■ **PROBLEM DESCRIPTION**
In the following material, identify every line holding the string "content" and return it.

****

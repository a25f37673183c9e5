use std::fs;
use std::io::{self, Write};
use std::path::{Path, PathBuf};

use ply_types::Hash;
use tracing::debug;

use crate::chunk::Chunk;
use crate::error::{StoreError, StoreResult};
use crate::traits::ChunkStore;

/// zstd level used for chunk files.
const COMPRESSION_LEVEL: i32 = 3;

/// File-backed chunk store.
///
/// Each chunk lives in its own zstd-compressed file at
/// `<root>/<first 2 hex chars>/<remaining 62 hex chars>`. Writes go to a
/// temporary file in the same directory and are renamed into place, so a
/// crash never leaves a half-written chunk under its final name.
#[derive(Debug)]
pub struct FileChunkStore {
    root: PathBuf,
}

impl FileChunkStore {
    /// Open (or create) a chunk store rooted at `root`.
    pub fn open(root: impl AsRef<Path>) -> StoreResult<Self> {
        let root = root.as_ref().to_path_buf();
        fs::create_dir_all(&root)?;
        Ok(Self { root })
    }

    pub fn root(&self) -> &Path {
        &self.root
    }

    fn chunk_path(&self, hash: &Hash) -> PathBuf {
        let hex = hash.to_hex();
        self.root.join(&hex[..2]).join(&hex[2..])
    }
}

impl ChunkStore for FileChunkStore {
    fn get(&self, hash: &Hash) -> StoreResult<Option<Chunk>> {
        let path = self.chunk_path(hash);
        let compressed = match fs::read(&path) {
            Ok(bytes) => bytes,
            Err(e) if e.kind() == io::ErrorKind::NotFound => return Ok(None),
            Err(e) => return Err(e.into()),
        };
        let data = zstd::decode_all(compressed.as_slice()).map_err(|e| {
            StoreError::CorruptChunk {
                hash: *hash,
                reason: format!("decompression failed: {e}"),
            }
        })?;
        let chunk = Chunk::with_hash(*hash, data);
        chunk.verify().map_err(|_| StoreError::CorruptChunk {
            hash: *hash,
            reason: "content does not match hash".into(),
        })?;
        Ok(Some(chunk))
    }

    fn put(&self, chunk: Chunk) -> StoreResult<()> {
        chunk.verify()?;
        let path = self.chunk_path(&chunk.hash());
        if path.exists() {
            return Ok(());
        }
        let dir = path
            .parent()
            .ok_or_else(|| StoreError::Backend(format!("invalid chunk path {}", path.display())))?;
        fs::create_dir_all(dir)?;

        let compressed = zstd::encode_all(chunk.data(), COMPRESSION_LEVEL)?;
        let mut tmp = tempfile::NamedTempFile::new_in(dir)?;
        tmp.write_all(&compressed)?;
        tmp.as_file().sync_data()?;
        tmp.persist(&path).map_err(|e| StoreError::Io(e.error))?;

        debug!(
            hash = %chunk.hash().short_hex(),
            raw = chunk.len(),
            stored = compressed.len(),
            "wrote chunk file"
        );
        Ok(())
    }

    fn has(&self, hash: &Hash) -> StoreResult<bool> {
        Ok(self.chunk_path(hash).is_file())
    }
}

****

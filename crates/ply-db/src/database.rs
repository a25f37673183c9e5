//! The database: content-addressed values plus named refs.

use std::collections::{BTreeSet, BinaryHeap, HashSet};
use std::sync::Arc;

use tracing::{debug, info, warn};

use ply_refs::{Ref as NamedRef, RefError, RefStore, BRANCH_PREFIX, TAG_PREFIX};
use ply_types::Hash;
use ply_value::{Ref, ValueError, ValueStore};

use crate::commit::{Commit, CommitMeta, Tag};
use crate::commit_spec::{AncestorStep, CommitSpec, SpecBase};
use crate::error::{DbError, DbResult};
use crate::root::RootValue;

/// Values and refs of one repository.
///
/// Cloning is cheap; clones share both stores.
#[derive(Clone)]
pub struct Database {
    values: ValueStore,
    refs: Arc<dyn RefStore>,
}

****

■ **OUTPUT**
            reason: "content does not match hash".into(),
//! The database: content-addressed values plus named refs.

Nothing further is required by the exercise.